LabUtopia: High-Fidelity Simulation and Hierarchical Benchmark for Scientific Embodied Agents
Rui Li, Zixuan Hu, Wenxi Qu, Jinouwen Zhang, Zhenfei Yin, Sha Zhang, Xuantuo Huang, Hanqing Wang, Tai Wang, Jiangmiao Pang, Wanli Ouyang, Lei Bai, Wangmeng Zuo, Ling-Yu Duan, Dongzhan Zhou, Shixiang Tang
TL;DR
LabUtopia delivers a lab-specialized simulation and benchmark suite by fusing LabSim (chemical-aware physics), LabScene (procedural lab environments), and LabBench (five-level hierarchical tasks). The platform enables large-scale training and principled evaluation of embodied agents in scientific tasks, and experiments reveal persistent generalization and long-horizon planning challenges for current imitation-learning methods. By providing diverse assets, a reaction-aware physics engine, and structured evaluation, LabUtopia offers a rigorous testbed for perception-planning-control integration in automated laboratories.
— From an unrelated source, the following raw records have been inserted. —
//! hftproxy: low-latency TCP forwarding proxy.
//!
//! Loads the rule file, serves the control port and forwards until SIGINT or
//! SIGTERM. SIGHUP reloads the rule file, keeping unchanged rules running.

use clap::Parser;
use hft_proxy::{CliOverrides, ControlServer, ProxyCoordinator, ProxyEvent, ProxySettings};
use std::net::SocketAddr;
use std::path::Path;
use std::sync::Arc;
use tokio::sync::broadcast::error::RecvError;
use tokio_util::sync::CancellationToken;
use tracing::{debug, error, info, warn};

/// hftproxy: low-latency TCP forwarding proxy
#[derive(Parser, Debug)]
#[command(name = "hftproxy", version, about = "Low-latency TCP forwarding proxy")]
struct Cli {
    /// Settings file path
    #[arg(long, default_value = "~/.hftproxy/config.toml")]
    config: String,

    /// Rule file to load at startup
    #[arg(short, long)]
    rules: Option<String>,

    /// Control-plane port
    #[arg(long)]
    control_port: Option<u16>,

    /// First port tried when allocating for control requests
    #[arg(long)]
    base_port: Option<u16>,

    /// Relay buffer size in bytes
    #[arg(long)]
    buffer_size: Option<usize>,

    /// Concurrent sessions allowed per rule (0 = unbounded)
    #[arg(long)]
    max_sessions_per_rule: Option<usize>,

    /// Directory for the daily rolling log file
    #[arg(long)]
    log_dir: Option<String>,

    /// Log level (trace, debug, info, warn, error)
    #[arg(long, default_value = "info")]
    log_level: String,
}

#[tokio::main]
async fn main() {
    let cli = Cli::parse();

    let overrides = CliOverrides {
        rules: cli.rules.clone(),
        control_port: cli.control_port,
        base_port: cli.base_port,
        buffer_size: cli.buffer_size,
        max_sessions_per_rule: cli.max_sessions_per_rule,
        log_dir: cli.log_dir.clone(),
    };
    let settings = match ProxySettings::load(Some(Path::new(&cli.config)), overrides) {
        Ok(settings) => settings,
        Err(e) => {
            let _guard = init_tracing(&cli.log_level, None);
            error!(error = %e, "failed to load settings");
            std::process::exit(1);
        }
    };

    let _guard = init_tracing(&cli.log_level, settings.log_dir.as_deref());
    info!(
        version = env!("CARGO_PKG_VERSION"),
        control_port = settings.control_port,
        base_port = settings.base_port,
        buffer_size = settings.relay.buffer_size,
        "starting hftproxy"
    );
    match &settings.loaded_from {
        Some(path) => info!(path = %path.display(), "settings file loaded"),
        None => info!(path = %cli.config, "settings file not found, using defaults"),
    }

    let coordinator = Arc::new(ProxyCoordinator::new(settings.clone()));

    let control_addr = SocketAddr::new(settings.control_bind, settings.control_port);
    let control = match ControlServer::bind(control_addr, coordinator.clone()).await {
        Ok(control) => control,
        Err(e) => {
            error!(addr = %control_addr, error = %e, "failed to bind control port");
            std::process::exit(1);
        }
    };

    tokio::spawn(log_notifications(coordinator.clone()));

    if let Some(path) = &settings.rules_path {
        load_rules(&coordinator, path).await;
    }

    let shutdown = CancellationToken::new();
    let control_task = tokio::spawn(control.run(shutdown.clone()));

    wait_for_shutdown(&coordinator).await;
    info!("received shutdown signal");

    shutdown.cancel();
    coordinator.stop_proxy().await;
    let _ = control_task.await;
    info!(uncleared_errors = coordinator.reporter().uncleared(), "hftproxy stopped");
}

/// Initialise tracing on stdout and, with a log directory, a daily rolling
/// file. The returned guard flushes the file writer on drop.
fn init_tracing(
    log_level: &str,
    log_dir: Option<&Path>,
) -> Option<tracing_appender::non_blocking::WorkerGuard> {
    use tracing_subscriber::prelude::*;
    use tracing_subscriber::{fmt, EnvFilter};

    let env_filter = EnvFilter::try_from_default_env().unwrap_or_else(|_| EnvFilter::new(log_level));

    let (file_layer, guard) = match log_dir {
        Some(dir) => {
            let appender = tracing_appender::rolling::daily(dir, "hftproxy.log");
            let (writer, guard) = tracing_appender::non_blocking(appender);
            let layer = fmt::layer()
                .with_target(false)
                .with_ansi(false)
                .with_writer(writer);
            (Some(layer), Some(guard))
        }
        None => (None, None),
    };

    tracing_subscriber::registry()
        .with(env_filter)
        .with(fmt::layer().with_target(false))
        .with(file_layer)
        .init();
    guard
}

async fn load_rules(coordinator: &ProxyCoordinator, path: &Path) {
    match coordinator.load_config(path).await {
        Ok(report) if report.is_clean() => {
            info!(path = %path.display(), started = report.started.len(), "rules loaded");
        }
        Ok(report) => {
            warn!(
                path = %path.display(),
                started = report.started.len(),
                failed = report.failed.len(),
                "rules loaded with failures"
            );
        }
        Err(e) => coordinator.reporter().report("main::load_rules", &e),
    }
}

/// Log every lifecycle event and error notice with the live totals.
async fn log_notifications(coordinator: Arc<ProxyCoordinator>) {
    let mut events = coordinator.registry().subscribe();
    let mut notices = coordinator.reporter().subscribe();

    loop {
        tokio::select! {
            event = events.recv() => match event {
                Ok(event) => {
                    let rules = coordinator.registry().rule_count();
                    let sessions = coordinator.session_count();
                    let uncleared = coordinator.reporter().uncleared();
                    match event {
                        ProxyEvent::RuleStarted(rule) => {
                            info!(%rule, rules, sessions, uncleared, "rule up")
                        }
                        ProxyEvent::RuleStopped(rule) => {
                            info!(%rule, rules, sessions, uncleared, "rule down")
                        }
                        ProxyEvent::SessionStarted { id, rule, peer } => {
                            debug!(session = id, port = rule.listening_port, peer = %peer, rules, sessions, "session up")
                        }
                        ProxyEvent::SessionStopped { id, rule } => {
                            debug!(session = id, port = rule.listening_port, rules, sessions, "session down")
                        }
                    }
                }
                Err(RecvError::Lagged(skipped)) => warn!(skipped, "event log fell behind"),
                Err(RecvError::Closed) => break,
            },
            notice = notices.recv() => match notice {
                Ok(notice) => debug!(
                    source = notice.source,
                    uncleared = coordinator.reporter().uncleared(),
                    "error notice: {}",
                    notice.message
                ),
                Err(RecvError::Lagged(skipped)) => warn!(skipped, "error notices fell behind"),
                Err(RecvError::Closed) => break,
            },
        }
    }
}

/// Wait for SIGINT or SIGTERM, reloading the rule file on every SIGHUP.
async fn wait_for_shutdown(coordinator: &ProxyCoordinator) {
    #[cfg(unix)]
    {
        use tokio::signal::unix::{signal, SignalKind};

        let (mut sigterm, mut sighup) = match (
            signal(SignalKind::terminate()),
            signal(SignalKind::hangup()),
        ) {
            (Ok(term), Ok(hup)) => (term, hup),
            (Err(e), _) | (_, Err(e)) => {
                warn!(error = %e, "signal handlers unavailable, only ctrl-c stops the proxy");
                tokio::signal::ctrl_c().await.ok();
                return;
            }
        };

        loop {
            tokio::select! {
                _ = tokio::signal::ctrl_c() => return,
                _ = sigterm.recv() => return,
                _ = sighup.recv() => match coordinator.refresh_config().await {
                    Ok(report) => info!(
                        started = report.started.len(),
                        stopped = report.stopped.len(),
                        kept = report.kept.len(),
                        failed = report.failed.len(),
                        "rules refreshed"
                    ),
                    Err(e) => coordinator.reporter().report("main::refresh", &e),
                },
            }
        }
    }

    #[cfg(not(unix))]
    {
        let _ = coordinator;
        tokio::signal::ctrl_c().await.ok();
    }
}
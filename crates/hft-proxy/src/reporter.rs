//! Error sink shared by every listener, session and the control server.
//!
//! Reporting never fails and never blocks: the counter is atomic and
//! notifications go out on a broadcast channel that drops them when nobody
//! is subscribed.

use std::fmt::Display;
use std::sync::atomic::{AtomicU64, Ordering};
use tokio::sync::broadcast;
use tracing::error;

/// Capacity of the notification channel; slow observers lag, reporters
/// never wait.
const NOTICE_CAPACITY: usize = 256;

/// A reported error, as delivered to observers.
#[derive(Debug, Clone, PartialEq, Eq)]
pub struct ErrorNotice {
    pub message: String,
    /// The operation that raised the error, e.g. `"ListenerTask::accept"`.
    pub source: &'static str,
}

/// Counts uncleared errors and fans them out to observers.
pub struct ErrorReporter {
    uncleared: AtomicU64,
    notices: broadcast::Sender<ErrorNotice>,
}

impl ErrorReporter {
    pub fn new() -> Self {
        let (notices, _) = broadcast::channel(NOTICE_CAPACITY);
        Self {
            uncleared: AtomicU64::new(0),
            notices,
        }
    }

    /// Record an error raised by `source`.
    pub fn report(&self, source: &'static str, err: impl Display) {
        let message = err.to_string();
        let count = self.uncleared.fetch_add(1, Ordering::Relaxed) + 1;
        error!(source, uncleared = count, "{message}");
        // No receivers is fine.
        let _ = self.notices.send(ErrorNotice { message, source });
    }

    /// Reset the uncleared-error counter to zero.
    pub fn clear(&self) {
        self.uncleared.store(0, Ordering::Relaxed);
    }

    pub fn uncleared(&self) -> u64 {
        self.uncleared.load(Ordering::Relaxed)
    }

    pub fn subscribe(&self) -> broadcast::Receiver<ErrorNotice> {
        self.notices.subscribe()
    }
}

impl Default for ErrorReporter {
    fn default() -> Self {
        Self::new()
    }
}
//! `hftctl request`: ask a running proxy for a forwarding port.

use anyhow::{bail, Context, Result};
use hft_core::{decode_line, encode_line, ControlRequest, ControlResponse};
use std::time::Duration;
use tokio::io::{AsyncReadExt, AsyncWriteExt};
use tokio::net::TcpStream;
use tracing::debug;

/// Send one request to the control plane at `control` and print the answer.
/// Fails when the proxy answers with an Error response.
pub async fn run(control: &str, request: &ControlRequest, timeout_secs: u64, json: bool) -> Result<()> {
    let timeout = Duration::from_secs(timeout_secs);
    let response = tokio::time::timeout(timeout, exchange(control, request))
        .await
        .with_context(|| format!("no response from {control} within {timeout_secs}s"))??;

    if json {
        println!("{}", serde_json::to_string(&response)?);
    } else if response.is_success() {
        println!("port {}", response.port);
        println!("{}", response.comment);
    }

    if !response.is_success() {
        bail!("{} (port {})", response.comment, response.port);
    }
    Ok(())
}

async fn exchange(control: &str, request: &ControlRequest) -> Result<ControlResponse> {
    let mut stream = TcpStream::connect(control)
        .await
        .with_context(|| format!("cannot connect to control port {control}"))?;
    debug!(control, ?request, "sending control request");

    stream.write_all(&encode_line(request)?).await?;
    let mut reply = String::new();
    stream
        .read_to_string(&mut reply)
        .await
        .context("failed to read control response")?;

    decode_line(&reply).context("malformed control response")
}
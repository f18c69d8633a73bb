//! Data plane: per-rule listeners, forwarding sessions and admission control.
//!
//! # Submodule Architecture
//!
//! - **[`listener`]** [`ListenerTask`] owns one rule's bound socket and
//!   accepts clients until the rule's scope is cancelled.
//! - **[`forwarder`]** [`ForwardingSession`] dials the destination from the
//!   rule's via address and runs the two copy loops.
//! - **[`policy`]** [`AdmissionControl`] bounds concurrent sessions per
//!   rule.
//!
//! # Cancellation
//!
//! ```text
//! root (coordinator)
//!   └─ rule scope (one per ListenerTask)
//!        └─ session scope (one per ForwardingSession)
//! ```
//!
//! Cancelling a node cancels its subtree only.

pub mod forwarder;
pub mod listener;
pub mod policy;

pub use forwarder::{ForwardingSession, SessionEnd};
pub use listener::{ListenerExit, ListenerTask};
pub use policy::AdmissionControl;
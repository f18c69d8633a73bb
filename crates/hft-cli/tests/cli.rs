use assert_cmd::Command;
use std::io::Write;

fn rule_file(content: &str) -> tempfile::NamedTempFile {
    let mut file = tempfile::NamedTempFile::new().unwrap();
    file.write_all(content.as_bytes()).unwrap();
    file
}

fn hftctl() -> Command {
    Command::cargo_bin("hftctl").unwrap()
}

#[test]
fn check_lists_valid_rules() {
    let file = rule_file(
        "# port,destination,via,comment\n\
         8080,127.0.0.1:9090,127.0.0.1,test\n\
         8081,10.0.0.5:443,0.0.0.0,desk, primary\n",
    );

    let output = hftctl().arg("check").arg(file.path()).output().unwrap();
    assert!(output.status.success());
    let stdout = String::from_utf8_lossy(&output.stdout);
    assert!(stdout.contains(":8080 -> 127.0.0.1:9090"), "stdout: {stdout}");
    assert!(stdout.contains("desk, primary"), "stdout: {stdout}");
    assert!(stdout.contains("2 rule(s) OK."), "stdout: {stdout}");
}

#[test]
fn check_rejects_duplicate_ports() {
    let file = rule_file(
        "8080,127.0.0.1:9090,127.0.0.1,a\n\
         8080,127.0.0.1:9091,127.0.0.1,b\n",
    );

    let output = hftctl().arg("check").arg(file.path()).output().unwrap();
    assert_eq!(output.status.code(), Some(1));
    let stderr = String::from_utf8_lossy(&output.stderr);
    assert!(stderr.contains("duplicated listening ports: 8080"), "stderr: {stderr}");
}

#[test]
fn check_reports_every_bad_line() {
    let file = rule_file(
        "abc,127.0.0.1:9090,127.0.0.1\n\
         8081,127.0.0.1:9090\n",
    );

    let output = hftctl().arg("check").arg(file.path()).output().unwrap();
    assert!(!output.status.success());
    let stderr = String::from_utf8_lossy(&output.stderr);
    assert!(stderr.contains("line 1"), "stderr: {stderr}");
    assert!(stderr.contains("line 2"), "stderr: {stderr}");
}

#[test]
fn check_missing_file_fails() {
    let output = hftctl()
        .args(["check", "/nonexistent/hftproxy/rules.txt"])
        .output()
        .unwrap();
    assert!(!output.status.success());
}

#[test]
fn request_without_proxy_fails() {
    let port = {
        let listener = std::net::TcpListener::bind("127.0.0.1:0").unwrap();
        listener.local_addr().unwrap().port()
    };

    let output = hftctl()
        .args([
            "request",
            "--target-ip",
            "127.0.0.1",
            "--target-port",
            "9090",
            "--control",
            &format!("127.0.0.1:{port}"),
            "--timeout",
            "2",
        ])
        .output()
        .unwrap();
    assert_eq!(output.status.code(), Some(1));
    let stderr = String::from_utf8_lossy(&output.stderr);
    assert!(stderr.contains("cannot connect"), "stderr: {stderr}");
}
The work highlights the sim-to-real gap and the need for more diverse embodied architectures to achieve robust scientific automation. It thus sets the stage for targeted advances in generalizable, reasoning-capable lab agents and broader adoption of sim-to-real pipelines in chemistry and materials research.
Abstract
Scientific embodied agents play a crucial role in modern laboratories by automating complex experimental workflows. Compared to typical household environments, laboratory settings impose significantly higher demands on perception of physical-chemical transformations and long-horizon planning, making them an ideal testbed for advancing embodied intelligence. However, its development has been long hampered by the lack of suitable simulator and benchmarks. In this paper, we address this gap by introducing LabUtopia, a comprehensive simulation and benchmarking suite designed to facilitate the development of generalizable, reasoning-capable embodied agents in laboratory settings. Specifically, it integrates i) LabSim, a high-fidelity simulator supporting multi-physics and chemically meaningful interactions; ii) LabScene, a scalable procedural generator for diverse scientific scenes; and iii) LabBench, a hierarchical benchmark spanning five levels of complexity from atomic actions to long-horizon mobile manipulation. LabUtopia supports 30 distinct tasks and includes more than 200 scene and instrument assets, enabling large-scale training and principled evaluation in high-complexity environments. We demonstrate that LabUtopia offers a powerful platform for advancing the integration of perception, planning, and control in scientific-purpose agents and provides a rigorous testbed for exploring the practical capabilities and generalization limits of embodied intelligence in future research.